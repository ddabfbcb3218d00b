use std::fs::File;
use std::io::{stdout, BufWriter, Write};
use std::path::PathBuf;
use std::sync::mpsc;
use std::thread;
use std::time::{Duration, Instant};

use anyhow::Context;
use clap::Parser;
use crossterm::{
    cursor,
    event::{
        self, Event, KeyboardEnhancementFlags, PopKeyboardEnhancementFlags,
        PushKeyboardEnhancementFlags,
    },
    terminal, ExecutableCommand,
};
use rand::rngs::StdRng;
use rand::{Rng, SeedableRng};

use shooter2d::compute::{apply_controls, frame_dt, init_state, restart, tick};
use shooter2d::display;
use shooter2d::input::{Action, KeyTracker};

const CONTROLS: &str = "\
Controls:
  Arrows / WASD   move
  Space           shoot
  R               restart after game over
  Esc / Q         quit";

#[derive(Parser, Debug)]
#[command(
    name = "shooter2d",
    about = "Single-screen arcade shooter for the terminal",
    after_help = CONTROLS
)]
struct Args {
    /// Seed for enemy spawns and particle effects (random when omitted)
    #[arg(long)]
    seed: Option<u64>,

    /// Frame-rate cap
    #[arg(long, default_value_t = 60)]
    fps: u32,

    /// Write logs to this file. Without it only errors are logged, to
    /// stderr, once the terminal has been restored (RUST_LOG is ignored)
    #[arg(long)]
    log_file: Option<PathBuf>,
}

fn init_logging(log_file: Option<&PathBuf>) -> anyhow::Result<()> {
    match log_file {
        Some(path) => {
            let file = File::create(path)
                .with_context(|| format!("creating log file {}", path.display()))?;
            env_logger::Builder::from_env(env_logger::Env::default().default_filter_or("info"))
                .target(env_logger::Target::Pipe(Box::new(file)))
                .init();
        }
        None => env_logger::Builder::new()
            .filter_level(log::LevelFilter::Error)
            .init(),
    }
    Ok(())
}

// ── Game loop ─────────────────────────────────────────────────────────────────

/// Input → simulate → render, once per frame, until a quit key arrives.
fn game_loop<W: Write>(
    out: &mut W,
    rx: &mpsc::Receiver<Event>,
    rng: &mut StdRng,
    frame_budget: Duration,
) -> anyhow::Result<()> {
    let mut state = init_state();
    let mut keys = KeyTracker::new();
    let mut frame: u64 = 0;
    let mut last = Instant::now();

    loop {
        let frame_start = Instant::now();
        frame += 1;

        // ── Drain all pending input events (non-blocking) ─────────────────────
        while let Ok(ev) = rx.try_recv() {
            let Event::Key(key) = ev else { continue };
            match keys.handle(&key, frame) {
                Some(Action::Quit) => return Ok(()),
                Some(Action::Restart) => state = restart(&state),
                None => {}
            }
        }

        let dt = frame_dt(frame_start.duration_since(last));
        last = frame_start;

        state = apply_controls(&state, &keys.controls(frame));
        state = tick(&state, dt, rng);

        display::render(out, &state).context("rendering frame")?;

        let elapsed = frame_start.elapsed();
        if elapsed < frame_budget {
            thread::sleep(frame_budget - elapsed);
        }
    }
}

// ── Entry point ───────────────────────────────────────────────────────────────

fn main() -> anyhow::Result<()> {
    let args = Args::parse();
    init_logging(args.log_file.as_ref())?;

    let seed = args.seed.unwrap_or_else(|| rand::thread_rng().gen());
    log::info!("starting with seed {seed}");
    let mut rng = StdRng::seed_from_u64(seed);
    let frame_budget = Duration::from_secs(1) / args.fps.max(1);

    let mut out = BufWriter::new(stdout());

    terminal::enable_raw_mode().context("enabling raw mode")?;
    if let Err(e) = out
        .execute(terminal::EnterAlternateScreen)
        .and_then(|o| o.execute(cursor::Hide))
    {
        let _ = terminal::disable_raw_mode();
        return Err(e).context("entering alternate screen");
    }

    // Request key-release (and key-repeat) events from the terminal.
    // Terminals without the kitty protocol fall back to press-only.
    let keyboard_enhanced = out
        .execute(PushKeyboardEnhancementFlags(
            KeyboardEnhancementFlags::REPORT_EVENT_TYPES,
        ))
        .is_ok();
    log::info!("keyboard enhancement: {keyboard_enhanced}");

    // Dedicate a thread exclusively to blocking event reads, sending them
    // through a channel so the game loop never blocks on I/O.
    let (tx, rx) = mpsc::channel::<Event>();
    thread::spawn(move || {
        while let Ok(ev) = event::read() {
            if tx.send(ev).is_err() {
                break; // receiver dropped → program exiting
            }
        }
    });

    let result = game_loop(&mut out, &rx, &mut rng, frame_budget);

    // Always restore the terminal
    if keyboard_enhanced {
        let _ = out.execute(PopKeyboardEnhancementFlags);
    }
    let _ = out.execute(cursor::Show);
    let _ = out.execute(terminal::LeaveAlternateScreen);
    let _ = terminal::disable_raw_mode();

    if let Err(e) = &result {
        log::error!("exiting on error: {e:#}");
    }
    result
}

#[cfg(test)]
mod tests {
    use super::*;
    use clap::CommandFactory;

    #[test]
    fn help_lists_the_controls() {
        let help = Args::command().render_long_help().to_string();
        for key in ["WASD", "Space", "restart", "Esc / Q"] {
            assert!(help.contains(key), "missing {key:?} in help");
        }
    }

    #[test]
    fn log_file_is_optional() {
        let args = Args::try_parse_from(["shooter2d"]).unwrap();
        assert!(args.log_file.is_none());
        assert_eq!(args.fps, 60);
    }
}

****************************************

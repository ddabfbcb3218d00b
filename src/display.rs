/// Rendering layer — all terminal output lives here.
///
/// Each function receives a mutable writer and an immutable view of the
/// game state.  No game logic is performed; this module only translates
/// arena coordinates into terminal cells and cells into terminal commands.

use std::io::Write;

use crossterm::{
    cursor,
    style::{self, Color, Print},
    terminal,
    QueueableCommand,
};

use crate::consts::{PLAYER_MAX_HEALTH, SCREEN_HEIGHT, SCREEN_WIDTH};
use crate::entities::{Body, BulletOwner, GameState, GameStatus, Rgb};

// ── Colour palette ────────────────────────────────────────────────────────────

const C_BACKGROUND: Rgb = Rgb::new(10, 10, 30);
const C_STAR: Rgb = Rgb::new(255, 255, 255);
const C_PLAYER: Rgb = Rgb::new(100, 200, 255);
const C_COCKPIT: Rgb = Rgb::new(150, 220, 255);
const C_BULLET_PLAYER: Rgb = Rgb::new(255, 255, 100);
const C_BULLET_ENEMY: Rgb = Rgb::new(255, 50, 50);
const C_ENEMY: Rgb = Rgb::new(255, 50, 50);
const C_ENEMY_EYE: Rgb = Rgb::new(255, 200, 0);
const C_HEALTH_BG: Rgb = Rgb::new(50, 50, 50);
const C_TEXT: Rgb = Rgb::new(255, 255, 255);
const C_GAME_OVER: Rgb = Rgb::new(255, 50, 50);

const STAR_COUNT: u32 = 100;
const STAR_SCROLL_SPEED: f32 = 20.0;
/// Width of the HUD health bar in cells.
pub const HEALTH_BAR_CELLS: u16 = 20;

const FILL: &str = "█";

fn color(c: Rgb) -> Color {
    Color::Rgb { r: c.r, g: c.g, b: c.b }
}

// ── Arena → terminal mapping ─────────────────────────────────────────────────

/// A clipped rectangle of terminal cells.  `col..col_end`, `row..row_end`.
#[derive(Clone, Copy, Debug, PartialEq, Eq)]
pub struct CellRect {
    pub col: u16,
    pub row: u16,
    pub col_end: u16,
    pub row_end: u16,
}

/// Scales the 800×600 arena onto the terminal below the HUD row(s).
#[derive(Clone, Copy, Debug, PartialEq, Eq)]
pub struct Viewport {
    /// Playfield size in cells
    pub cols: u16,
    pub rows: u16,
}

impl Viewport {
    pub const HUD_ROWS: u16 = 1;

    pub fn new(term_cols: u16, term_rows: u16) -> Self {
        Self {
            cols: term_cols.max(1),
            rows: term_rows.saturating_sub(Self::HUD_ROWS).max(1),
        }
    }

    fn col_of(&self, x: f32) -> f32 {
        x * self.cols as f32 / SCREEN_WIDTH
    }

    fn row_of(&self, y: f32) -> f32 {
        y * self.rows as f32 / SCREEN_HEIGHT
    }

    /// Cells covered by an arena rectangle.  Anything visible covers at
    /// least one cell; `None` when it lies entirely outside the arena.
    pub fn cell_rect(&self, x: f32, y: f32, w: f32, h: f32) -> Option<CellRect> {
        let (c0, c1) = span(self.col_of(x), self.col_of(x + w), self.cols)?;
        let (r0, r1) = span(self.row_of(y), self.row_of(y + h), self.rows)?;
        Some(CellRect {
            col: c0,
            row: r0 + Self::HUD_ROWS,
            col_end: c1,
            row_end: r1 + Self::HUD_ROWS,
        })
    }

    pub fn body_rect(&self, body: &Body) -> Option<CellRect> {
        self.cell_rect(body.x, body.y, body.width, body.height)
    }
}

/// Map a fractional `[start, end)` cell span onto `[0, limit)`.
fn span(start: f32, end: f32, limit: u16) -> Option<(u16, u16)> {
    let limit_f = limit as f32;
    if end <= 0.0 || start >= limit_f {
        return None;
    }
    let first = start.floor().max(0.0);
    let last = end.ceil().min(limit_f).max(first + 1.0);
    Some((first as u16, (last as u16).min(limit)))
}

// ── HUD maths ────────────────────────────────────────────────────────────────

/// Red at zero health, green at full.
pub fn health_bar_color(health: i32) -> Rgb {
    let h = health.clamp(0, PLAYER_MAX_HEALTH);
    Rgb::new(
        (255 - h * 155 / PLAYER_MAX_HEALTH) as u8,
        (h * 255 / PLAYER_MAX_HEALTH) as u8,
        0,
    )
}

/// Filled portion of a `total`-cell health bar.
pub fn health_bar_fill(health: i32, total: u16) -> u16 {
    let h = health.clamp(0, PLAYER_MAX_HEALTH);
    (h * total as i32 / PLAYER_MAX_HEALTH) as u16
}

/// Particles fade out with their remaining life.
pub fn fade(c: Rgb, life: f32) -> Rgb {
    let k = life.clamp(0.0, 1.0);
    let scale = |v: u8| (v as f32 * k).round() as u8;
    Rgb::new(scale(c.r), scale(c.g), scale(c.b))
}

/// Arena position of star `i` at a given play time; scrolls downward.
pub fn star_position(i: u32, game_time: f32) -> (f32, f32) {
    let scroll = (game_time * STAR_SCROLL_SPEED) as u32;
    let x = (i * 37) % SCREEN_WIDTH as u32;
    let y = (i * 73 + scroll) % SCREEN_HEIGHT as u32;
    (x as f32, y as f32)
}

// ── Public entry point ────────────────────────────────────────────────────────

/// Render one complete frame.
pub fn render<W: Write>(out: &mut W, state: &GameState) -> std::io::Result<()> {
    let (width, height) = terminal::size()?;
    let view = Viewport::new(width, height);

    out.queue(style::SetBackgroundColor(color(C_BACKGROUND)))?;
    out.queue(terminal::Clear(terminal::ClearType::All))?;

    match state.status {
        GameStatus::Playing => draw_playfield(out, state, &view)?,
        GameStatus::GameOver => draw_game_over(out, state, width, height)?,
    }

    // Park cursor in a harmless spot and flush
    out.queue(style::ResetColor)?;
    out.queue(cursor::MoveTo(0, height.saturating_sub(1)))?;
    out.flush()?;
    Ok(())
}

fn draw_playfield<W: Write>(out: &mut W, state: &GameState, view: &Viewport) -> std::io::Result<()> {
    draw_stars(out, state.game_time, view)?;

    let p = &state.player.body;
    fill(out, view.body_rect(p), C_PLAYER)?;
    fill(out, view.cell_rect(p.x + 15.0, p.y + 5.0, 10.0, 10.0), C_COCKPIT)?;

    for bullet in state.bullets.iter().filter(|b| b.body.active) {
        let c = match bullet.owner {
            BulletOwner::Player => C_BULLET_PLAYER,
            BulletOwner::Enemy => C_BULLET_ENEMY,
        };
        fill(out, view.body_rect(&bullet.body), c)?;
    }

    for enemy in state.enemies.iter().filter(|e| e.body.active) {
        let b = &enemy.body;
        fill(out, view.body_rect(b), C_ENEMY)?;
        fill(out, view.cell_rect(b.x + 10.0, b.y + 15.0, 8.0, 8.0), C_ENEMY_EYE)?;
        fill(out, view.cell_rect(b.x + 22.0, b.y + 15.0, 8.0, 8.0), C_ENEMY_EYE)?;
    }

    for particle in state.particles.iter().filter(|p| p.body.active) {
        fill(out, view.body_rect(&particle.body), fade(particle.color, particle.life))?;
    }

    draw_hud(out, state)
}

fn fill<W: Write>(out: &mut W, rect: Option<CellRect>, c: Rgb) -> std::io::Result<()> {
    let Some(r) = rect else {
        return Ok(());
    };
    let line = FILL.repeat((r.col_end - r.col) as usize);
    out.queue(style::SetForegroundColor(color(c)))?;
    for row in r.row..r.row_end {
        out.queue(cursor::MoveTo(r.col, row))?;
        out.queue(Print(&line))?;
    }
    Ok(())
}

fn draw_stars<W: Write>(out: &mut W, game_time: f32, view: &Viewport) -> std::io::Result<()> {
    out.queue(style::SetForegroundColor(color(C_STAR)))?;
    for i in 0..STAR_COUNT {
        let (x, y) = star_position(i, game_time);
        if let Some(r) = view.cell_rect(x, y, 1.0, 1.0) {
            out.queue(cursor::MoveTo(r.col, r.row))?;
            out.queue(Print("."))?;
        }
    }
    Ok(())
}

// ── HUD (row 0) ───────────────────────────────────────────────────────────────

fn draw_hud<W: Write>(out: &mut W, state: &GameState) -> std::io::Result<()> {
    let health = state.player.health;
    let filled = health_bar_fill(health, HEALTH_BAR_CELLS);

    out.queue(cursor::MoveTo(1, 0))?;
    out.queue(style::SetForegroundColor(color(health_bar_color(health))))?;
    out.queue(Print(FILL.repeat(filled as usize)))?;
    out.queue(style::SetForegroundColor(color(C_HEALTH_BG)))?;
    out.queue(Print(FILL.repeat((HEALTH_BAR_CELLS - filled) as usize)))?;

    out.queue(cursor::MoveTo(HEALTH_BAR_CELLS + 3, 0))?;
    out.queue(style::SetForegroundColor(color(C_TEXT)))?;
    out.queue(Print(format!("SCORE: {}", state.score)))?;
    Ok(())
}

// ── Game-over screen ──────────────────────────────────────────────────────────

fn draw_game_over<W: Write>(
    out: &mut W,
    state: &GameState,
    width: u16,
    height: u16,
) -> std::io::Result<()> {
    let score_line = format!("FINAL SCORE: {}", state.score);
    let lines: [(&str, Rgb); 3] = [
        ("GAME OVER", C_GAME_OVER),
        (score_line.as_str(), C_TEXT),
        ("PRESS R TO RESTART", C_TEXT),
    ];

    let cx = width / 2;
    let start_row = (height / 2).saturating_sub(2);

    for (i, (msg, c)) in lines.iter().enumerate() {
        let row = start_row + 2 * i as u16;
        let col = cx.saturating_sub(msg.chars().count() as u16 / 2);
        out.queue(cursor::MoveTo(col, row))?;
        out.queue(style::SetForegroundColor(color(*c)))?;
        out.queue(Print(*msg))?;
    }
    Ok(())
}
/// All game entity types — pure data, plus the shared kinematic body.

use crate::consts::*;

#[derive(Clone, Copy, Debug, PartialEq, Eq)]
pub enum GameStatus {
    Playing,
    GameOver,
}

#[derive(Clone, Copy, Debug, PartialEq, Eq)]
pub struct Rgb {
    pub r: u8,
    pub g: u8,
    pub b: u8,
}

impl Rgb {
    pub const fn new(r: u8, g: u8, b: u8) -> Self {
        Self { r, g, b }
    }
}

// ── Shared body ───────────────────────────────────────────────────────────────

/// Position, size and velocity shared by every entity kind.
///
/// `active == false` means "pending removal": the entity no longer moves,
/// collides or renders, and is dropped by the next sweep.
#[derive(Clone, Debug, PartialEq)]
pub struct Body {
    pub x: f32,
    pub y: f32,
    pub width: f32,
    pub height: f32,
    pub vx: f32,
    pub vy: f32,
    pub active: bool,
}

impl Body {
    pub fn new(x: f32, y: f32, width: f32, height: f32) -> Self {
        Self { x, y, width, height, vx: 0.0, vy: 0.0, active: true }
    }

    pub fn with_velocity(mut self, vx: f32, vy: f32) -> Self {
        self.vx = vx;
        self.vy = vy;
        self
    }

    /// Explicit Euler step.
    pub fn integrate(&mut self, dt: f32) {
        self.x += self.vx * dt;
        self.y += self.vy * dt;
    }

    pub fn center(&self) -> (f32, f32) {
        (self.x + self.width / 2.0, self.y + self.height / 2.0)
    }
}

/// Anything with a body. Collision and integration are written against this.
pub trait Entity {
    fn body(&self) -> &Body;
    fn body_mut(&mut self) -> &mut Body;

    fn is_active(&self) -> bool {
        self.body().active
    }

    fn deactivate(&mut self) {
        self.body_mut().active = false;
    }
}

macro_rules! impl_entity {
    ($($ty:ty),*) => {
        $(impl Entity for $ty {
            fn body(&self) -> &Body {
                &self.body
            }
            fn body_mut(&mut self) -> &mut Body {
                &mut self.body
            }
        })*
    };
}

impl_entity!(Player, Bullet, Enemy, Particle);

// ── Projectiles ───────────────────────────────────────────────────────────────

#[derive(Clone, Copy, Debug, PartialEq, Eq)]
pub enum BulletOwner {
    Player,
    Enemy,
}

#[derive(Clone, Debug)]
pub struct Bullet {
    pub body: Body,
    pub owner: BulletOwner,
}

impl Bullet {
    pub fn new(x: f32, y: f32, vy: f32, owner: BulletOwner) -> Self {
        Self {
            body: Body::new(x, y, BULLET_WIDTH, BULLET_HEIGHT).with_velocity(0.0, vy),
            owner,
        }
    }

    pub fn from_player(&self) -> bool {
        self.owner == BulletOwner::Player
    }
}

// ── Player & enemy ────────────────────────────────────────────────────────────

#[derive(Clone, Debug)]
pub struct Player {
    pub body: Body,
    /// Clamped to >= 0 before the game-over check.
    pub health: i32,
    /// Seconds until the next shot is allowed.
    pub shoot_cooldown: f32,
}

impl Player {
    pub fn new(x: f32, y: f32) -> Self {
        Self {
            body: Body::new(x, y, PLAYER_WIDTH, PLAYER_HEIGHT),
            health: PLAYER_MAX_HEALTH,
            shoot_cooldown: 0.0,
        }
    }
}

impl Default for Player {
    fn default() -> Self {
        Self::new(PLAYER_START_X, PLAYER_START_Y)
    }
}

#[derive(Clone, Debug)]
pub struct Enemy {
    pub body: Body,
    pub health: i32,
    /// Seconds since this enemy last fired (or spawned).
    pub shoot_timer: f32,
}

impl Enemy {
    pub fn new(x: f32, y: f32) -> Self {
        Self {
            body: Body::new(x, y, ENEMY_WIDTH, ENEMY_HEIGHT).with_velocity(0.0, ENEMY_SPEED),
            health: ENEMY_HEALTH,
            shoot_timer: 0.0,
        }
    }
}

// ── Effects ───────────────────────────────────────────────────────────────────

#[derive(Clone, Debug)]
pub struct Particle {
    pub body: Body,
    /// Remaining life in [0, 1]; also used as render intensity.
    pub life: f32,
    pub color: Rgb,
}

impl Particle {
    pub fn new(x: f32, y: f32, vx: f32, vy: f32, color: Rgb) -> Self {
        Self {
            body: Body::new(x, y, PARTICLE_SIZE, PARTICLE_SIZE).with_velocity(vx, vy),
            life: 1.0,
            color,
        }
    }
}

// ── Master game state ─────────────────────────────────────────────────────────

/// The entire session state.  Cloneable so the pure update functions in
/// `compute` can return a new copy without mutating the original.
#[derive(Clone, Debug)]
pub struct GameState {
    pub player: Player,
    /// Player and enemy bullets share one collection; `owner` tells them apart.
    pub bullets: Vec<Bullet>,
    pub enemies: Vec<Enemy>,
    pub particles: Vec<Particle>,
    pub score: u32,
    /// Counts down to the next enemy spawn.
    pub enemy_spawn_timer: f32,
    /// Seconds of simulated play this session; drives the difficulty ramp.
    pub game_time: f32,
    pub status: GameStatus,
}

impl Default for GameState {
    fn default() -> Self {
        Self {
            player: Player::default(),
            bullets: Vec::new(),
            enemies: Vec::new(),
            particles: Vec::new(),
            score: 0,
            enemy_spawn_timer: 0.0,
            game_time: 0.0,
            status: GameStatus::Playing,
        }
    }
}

****************************************

EXERCISE INSTRUCTIONS: Take the lines above from the one containing "self.cell_rect(body.x, body.y, body.width, body.height)" to the one containing "if end <= 0.0" and retype them exactly, both ends included, with nothing added.

EXERCISE ANSWER:
        self.cell_rect(body.x, body.y, body.width, body.height)
    }
}

/// Map a fractional `[start, end)` cell span onto `[0, limit)`.
fn span(start: f32, end: f32, limit: u16) -> Option<(u16, u16)> {
    let limit_f = limit as f32;
    if end <= 0.0 || start >= limit_f {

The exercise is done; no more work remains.